Title: Hope and Glory
Year: 1987
Country: UK, USA
Language: English
Genre: Comedy, Drama
Director: John Boorman
Writer: John Boorman
Music: Peter Martin
Cinematography: Philippe Rousselot
Cast:
Sebastian Rice-Edwards
Sarah Miles
David Hayman
Sammi Davis
Jean-Marc Barr
Ian Bannen
Susan Wooldridge
Derrick O'Connor
Geraldine Muir
Annie Leon
Nicky Taylor
Sara Langton
Jill Baker
Amelda Brown
Katrine Boorman
Rating: 8/10

HOPE AND GLORY is the protean John Boorman’s autobiographic re-enactment of his childhood during WWII, in the suburban London, the Rowan family, Bill (Rice-Edwards) is an ordinary 10-year-old schoolboy with parents Grace (Miles) and Clive (Hayman), he has an elder sister Dawn (Davis) and a younger one Dawn (Muir). The film begins just before the war, through Bill’s eyes, it endearingly portrays how the war has influenced and altered their life, and very rarely in a vivaciously snappy tone, which sets itself apart from the usual clusters of heavy-handed war travails.
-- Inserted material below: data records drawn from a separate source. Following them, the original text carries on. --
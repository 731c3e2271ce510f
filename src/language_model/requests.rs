//! Request and response payloads for the custom language model operations.

use super::types::{InputDataConfig, LanguageModel};
use crate::types::{BaseModelName, ClmLanguageCode, ModelStatus, Tag};
use serde::{Deserialize, Serialize};

/// Starts training a custom language model from text in object storage.
#[derive(Debug, Clone, Default, PartialEq, Eq, Serialize, Deserialize)]
#[serde(rename_all = "PascalCase")]
pub struct CreateLanguageModelRequest {
    #[serde(skip_serializing_if = "Option::is_none")]
    pub language_code: Option<ClmLanguageCode>,
    /// `WideBand` for audio sampled at 16 kHz or higher.
    #[serde(skip_serializing_if = "Option::is_none")]
    pub base_model_name: Option<BaseModelName>,
    /// 1-200 characters, `^[0-9a-zA-Z._-]+$`; unique within the account.
    #[serde(skip_serializing_if = "Option::is_none")]
    pub model_name: Option<String>,
    #[serde(skip_serializing_if = "Option::is_none")]
    pub input_data_config: Option<InputDataConfig>,
    #[serde(skip_serializing_if = "Option::is_none")]
    pub tags: Option<Vec<Tag>>,
}

impl CreateLanguageModelRequest {
    pub fn new(
        model_name: impl Into<String>,
        language_code: ClmLanguageCode,
        base_model_name: BaseModelName,
        input_data_config: InputDataConfig,
    ) -> Self {
        Self {
            language_code: Some(language_code),
            base_model_name: Some(base_model_name),
            model_name: Some(model_name.into()),
            input_data_config: Some(input_data_config),
            tags: None,
        }
    }

    pub fn with_tags(mut self, tags: Vec<Tag>) -> Self {
        self.tags = Some(tags);
        self
    }
}

#[derive(Debug, Clone, Default, PartialEq, Eq, Serialize, Deserialize)]
#[serde(rename_all = "PascalCase")]
pub struct CreateLanguageModelResponse {
    #[serde(skip_serializing_if = "Option::is_none")]
    pub language_code: Option<ClmLanguageCode>,
    #[serde(skip_serializing_if = "Option::is_none")]
    pub base_model_name: Option<BaseModelName>,
    #[serde(skip_serializing_if = "Option::is_none")]
    pub model_name: Option<String>,
    #[serde(skip_serializing_if = "Option::is_none")]
    pub input_data_config: Option<InputDataConfig>,
    /// `IN_PROGRESS` until training finishes.
    #[serde(skip_serializing_if = "Option::is_none")]
    pub model_status: Option<ModelStatus>,
}

#[derive(Debug, Clone, Default, PartialEq, Eq, Serialize, Deserialize)]
#[serde(rename_all = "PascalCase")]
pub struct DescribeLanguageModelRequest {
    #[serde(skip_serializing_if = "Option::is_none")]
    pub model_name: Option<String>,
}

impl DescribeLanguageModelRequest {
    pub fn new(model_name: impl Into<String>) -> Self {
        Self {
            model_name: Some(model_name.into()),
        }
    }
}

#[derive(Debug, Clone, Default, PartialEq, Eq, Serialize, Deserialize)]
#[serde(rename_all = "PascalCase")]
pub struct DescribeLanguageModelResponse {
    #[serde(skip_serializing_if = "Option::is_none")]
    pub language_model: Option<LanguageModel>,
}

#[derive(Debug, Clone, Default, PartialEq, Eq, Serialize, Deserialize)]
#[serde(rename_all = "PascalCase")]
pub struct ListLanguageModelsRequest {
    #[serde(skip_serializing_if = "Option::is_none")]
    pub status_equals: Option<ModelStatus>,
    #[serde(skip_serializing_if = "Option::is_none")]
    pub name_contains: Option<String>,
    #[serde(skip_serializing_if = "Option::is_none")]
    pub next_token: Option<String>,
    /// 1-100; the service default is 5.
    #[serde(skip_serializing_if = "Option::is_none")]
    pub max_results: Option<i32>,
}

impl ListLanguageModelsRequest {
    pub fn with_status_equals(mut self, status: ModelStatus) -> Self {
        self.status_equals = Some(status);
        self
    }

    pub fn with_name_contains(mut self, fragment: impl Into<String>) -> Self {
        self.name_contains = Some(fragment.into());
        self
    }

    pub fn with_next_token(mut self, token: impl Into<String>) -> Self {
        self.next_token = Some(token.into());
        self
    }

    pub fn with_max_results(mut self, max_results: i32) -> Self {
        self.max_results = Some(max_results);
        self
    }
}

#[derive(Debug, Clone, Default, PartialEq, Eq, Serialize, Deserialize)]
#[serde(rename_all = "PascalCase")]
pub struct ListLanguageModelsResponse {
    #[serde(skip_serializing_if = "Option::is_none")]
    pub next_token: Option<String>,
    #[serde(skip_serializing_if = "Option::is_none")]
    pub models: Option<Vec<LanguageModel>>,
}

#[derive(Debug, Clone, Default, PartialEq, Eq, Serialize, Deserialize)]
#[serde(rename_all = "PascalCase")]
pub struct DeleteLanguageModelRequest {
    #[serde(skip_serializing_if = "Option::is_none")]
    pub model_name: Option<String>,
}

impl DeleteLanguageModelRequest {
    pub fn new(model_name: impl Into<String>) -> Self {
        Self {
            model_name: Some(model_name.into()),
        }
    }
}

#[cfg(test)]
mod tests {
    use super::*;

    #[test]
    fn create_request_round_trips() {
        let request = CreateLanguageModelRequest::new(
            "support-calls",
            ClmLanguageCode::EnUs,
            BaseModelName::WideBand,
            InputDataConfig::new(
                "s3://corpus/training/",
                "arn:aws:iam::111122223333:role/CorpusAccess",
            ),
        );
        let json = serde_json::to_value(&request).unwrap();
        assert_eq!(json["LanguageCode"], "en-US");
        assert_eq!(json["InputDataConfig"]["S3Uri"], "s3://corpus/training/");
        let back: CreateLanguageModelRequest = serde_json::from_value(json).unwrap();
        assert_eq!(back, request);
    }
}
pub(crate) fn iam_role_arn(field: &str, value: Option<&str>) -> Result<()> {
    let Some(value) = value else { return Ok(()) };
    if value.len() < 20 || value.len() > 2048 || !IAM_ROLE_ARN.is_match(value) {
        return Err(invalid(field, "expected an IAM role ARN like arn:aws:iam::111122223333:role/Admin"));
    }
    Ok(())
}

pub(crate) fn storage_uri(field: &str, value: Option<&str>) -> Result<()> {
    let Some(value) = value else { return Ok(()) };
    if value.len() > 2000 || !STORAGE_URI.is_match(value) {
        return Err(invalid(field, "expected an s3:// or http(s):// URI of at most 2000 characters"));
    }
    Ok(())
}

pub(crate) fn media(media: Option<&Media>) -> Result<()> {
    let Some(media) = media else { return Ok(()) };
    storage_uri("Media.MediaFileUri", media.media_file_uri.as_deref())?;
    storage_uri("Media.RedactedMediaFileUri", media.redacted_media_file_uri.as_deref())
}

pub(crate) fn output_bucket(field: &str, value: Option<&str>) -> Result<()> {
    let Some(value) = value else { return Ok(()) };
    if value.len() > 64 || !BUCKET_NAME.is_match(value) {
        return Err(invalid(field, "expected a bucket name without the s3:// prefix"));
    }
    Ok(())
}

pub(crate) fn kms_key_id(field: &str, value: Option<&str>) -> Result<()> {
    let Some(value) = value else { return Ok(()) };
    if value.is_empty() || value.len() > 2048 || !KMS_KEY_ID.is_match(value) {
        return Err(invalid(field, "expected a KMS key id, alias, or ARN"));
    }
    Ok(())
}

pub(crate) fn resource_arn(field: &str, value: Option<&str>) -> Result<()> {
    let Some(value) = value else { return Ok(()) };
    if value.is_empty() || value.len() > 1011 || !RESOURCE_ARN.is_match(value) {
        return Err(invalid(field, "expected a transcribe resource ARN"));
    }
    Ok(())
}

/// `min` is 8000 for the standard and analytics engines, 16000 for medical.
pub(crate) fn sample_rate(field: &str, value: Option<i32>, min: i32) -> Result<()> {
    let Some(value) = value else { return Ok(()) };
    if value < min || value > 48_000 {
        return Err(invalid(field, format!("sample rate must be {min}-48000 Hz")));
    }
    Ok(())
}

fn bounded(field: &str, value: Option<i32>, min: i32, max: i32) -> Result<()> {
    let Some(value) = value else { return Ok(()) };
    if value < min || value > max {
        return Err(invalid(field, format!("value must be {min}-{max}")));
    }
    Ok(())
}

pub(crate) fn max_results(value: Option<i32>) -> Result<()> {
    bounded("MaxResults", value, 1, 100)
}

fn settings(settings: Option<&Settings>) -> Result<()> {
    let Some(settings) = settings else { return Ok(()) };
    resource_name("Settings.VocabularyName", settings.vocabulary_name.as_deref())?;
    resource_name("Settings.VocabularyFilterName", settings.vocabulary_filter_name.as_deref())?;
    bounded("Settings.MaxSpeakerLabels", settings.max_speaker_labels, 2, 10)?;
    bounded("Settings.MaxAlternatives", settings.max_alternatives, 2, 10)
}

fn medical_settings(settings: Option<&MedicalTranscriptionSetting>) -> Result<()> {
    let Some(settings) = settings else { return Ok(()) };
    resource_name("Settings.VocabularyName", settings.vocabulary_name.as_deref())?;
    bounded("Settings.MaxSpeakerLabels", settings.max_speaker_labels, 2, 10)?;
    bounded("Settings.MaxAlternatives", settings.max_alternatives, 2, 10)
}

fn scribe_settings(settings: Option<&MedicalScribeSettings>) -> Result<()> {
    let Some(settings) = settings else { return Ok(()) };
    resource_name("Settings.VocabularyName", settings.vocabulary_name.as_deref())?;
    resource_name("Settings.VocabularyFilterName", settings.vocabulary_filter_name.as_deref())?;
    bounded("Settings.MaxSpeakerLabels", settings.max_speaker_labels, 2, 10)
}

pub(crate) fn start_transcription_job(request: &StartTranscriptionJobRequest) -> Result<()> {
    resource_name("TranscriptionJobName", request.transcription_job_name.as_deref())?;
    media(request.media.as_ref())?;
    sample_rate("MediaSampleRateHertz", request.media_sample_rate_hertz, 8000)?;
    output_bucket("OutputBucketName", request.output_bucket_name.as_deref())?;
    kms_key_id("OutputEncryptionKMSKeyId", request.output_encryption_kms_key_id.as_deref())?;
    settings(request.settings.as_ref())?;
    if let Some(model_settings) = &request.model_settings {
        resource_name("ModelSettings.LanguageModelName", model_settings.language_model_name.as_deref())?;
    }
    if let Some(execution) = &request.job_execution_settings {
        iam_role_arn("JobExecutionSettings.DataAccessRoleArn", execution.data_access_role_arn.as_deref())?;
    }
    Ok(())
}

pub(crate) fn start_medical_transcription_job(
    request: &StartMedicalTranscriptionJobRequest,
) -> Result<()> {
    resource_name("MedicalTranscriptionJobName", request.medical_transcription_job_name.as_deref())?;
    media(request.media.as_ref())?;
    sample_rate("MediaSampleRateHertz", request.media_sample_rate_hertz, 16_000)?;
    output_bucket("OutputBucketName", request.output_bucket_name.as_deref())?;
    kms_key_id("OutputEncryptionKMSKeyId", request.output_encryption_kms_key_id.as_deref())?;
    medical_settings(request.settings.as_ref())
}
“How is your war?” when Clive comes back for Christmas after voluntarily joining the army, he asks one pal. War does take its toll on everyone with different repercussions, exclusively steers in the homestead life during wartime, Boorman excellently carves an outstanding ensemble piece out of a structurally formal script, apart from the direct threat from frequent air-raids, life continues its course, Grace is left to take care of three children and grows closer to Mac (O’Connor), Clive’s brother, who is in an unhappy marriage with Molly (Wooldridge), and both betrays their own feelings, but refrained afterwards. The sweet sixteen Dawn rebelliously falls for a young France-born soldier Bruce (Barr); while Bill himself joins in a local boys’ gang and becomes obsessed with shrapnels. After a fire destroys their house, they relocate to Grace’s parents’ living near a river, where the children spend a wonderful summer time and they decide to settle down.

Boorman also engages in establishing onerous visual spectacles to widen the scale of an epic vibe, constructs an impressive set of the neighbourhood which is constantly under the demolition of bombing, conjures up the giant barrage balloons, which can befuddle younger generations for its utility.

The all-British (bar Barr) cast achieves an handsome task with well-toned kitchen-sink accessibility instead of larger-than-life theatricality. As his only acting project so far, Sebastian Rice-Edwards is another cute-on-the-eye kid scanning the trials and tribulations of adult world through his innocent eyes, and indeed, he is truly revelling in it, in the fabulous coda, when his school is razed by the bomb, his sincere happiness is so tangible even the line “thank you, Adolf Hitler” sounds like a resounding mantra to encourage people to endure the hard times.

The usually high-strung Sarah Miles puts on a brave face as a mother of three, sustains the household under dire straits; Sammi Davis, vividly embodies the young-and-rebellious type, but never over-stresses the standard stench of obnoxiousness and obdurateness. David Hayman’s Clive, emits a more satirical presence as the blueprint of an ideal family man who decidedly joins the army out of the spur of patriotism, ends up as a typist nowhere near the war-zone. O’Connor and Wooldridge, the former is comprehensively tagged with a nice-guy label, while the latter is so unsatisfied with her dead-water marriage and becomes overtly proud of her amoral affairs.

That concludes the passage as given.